**Supplied material**
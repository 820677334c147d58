//! Error types for script domain validation and parsing.

use thiserror::Error;

/// Errors returned while constructing script domain values.
///
/// Messages are phrased for API callers because they are surfaced verbatim
/// in validation responses.
#[derive(Debug, Clone, Error, PartialEq, Eq)]
pub enum ScriptDomainError {
    /// The title is empty after trimming.
    #[error("The title field is required.")]
    EmptyTitle,

    /// The title exceeds the 255-character storage limit.
    #[error("The title may not be greater than 255 characters.")]
    TitleTooLong,

    /// The description is empty after trimming.
    #[error("The description field is required.")]
    EmptyDescription,

    /// The language tag is empty after trimming.
    #[error("The language field is required.")]
    EmptyLanguage,

    /// The language tag is not one of the supported languages.
    #[error("The selected language '{0}' is invalid.")]
    UnsupportedLanguage(String),
}
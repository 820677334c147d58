//! Application services for the canceled-request list.

mod ledger;

pub use ledger::{
    CancellationLedgerService, CancellationListParams, CancellationServiceError,
    CancellationServiceResult, RecordCancellationRequest,
};
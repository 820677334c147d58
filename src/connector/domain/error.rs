//! Errors raised while configuring or evaluating a Data Connector.

use crate::validation::ValidationErrors;
use thiserror::Error;

/// Errors returned by Data Connector operations.
#[derive(Debug, Clone, Error, PartialEq, Eq)]
pub enum ConnectorError {
    /// The element configuration is incomplete or inconsistent.
    #[error(transparent)]
    Invalid(#[from] ValidationErrors),

    /// Request data must be a JSON object to receive mapped keys.
    #[error("request data must be a JSON object, found {found}")]
    RequestDataNotObject {
        /// JSON type that was supplied instead.
        found: &'static str,
    },
}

**Exercise description**
Word for word, restate the lines of the data above that fall between the line holding "the canceled-request list." and the line holding "#[error(transparent)]", inclusive, and no other lines.

**Solution to this exercise**
//! Application services for the canceled-request list.

mod ledger;

pub use ledger::{
    CancellationLedgerService, CancellationListParams, CancellationServiceError,
    CancellationServiceResult, RecordCancellationRequest,
};
repository 820677334c147d58
filename src/connector/domain/error.rs
//! Errors raised while configuring or evaluating a Data Connector.

use crate::validation::ValidationErrors;
use thiserror::Error;

/// Errors returned by Data Connector operations.
#[derive(Debug, Clone, Error, PartialEq, Eq)]
pub enum ConnectorError {
    /// The element configuration is incomplete or inconsistent.
    #[error(transparent)]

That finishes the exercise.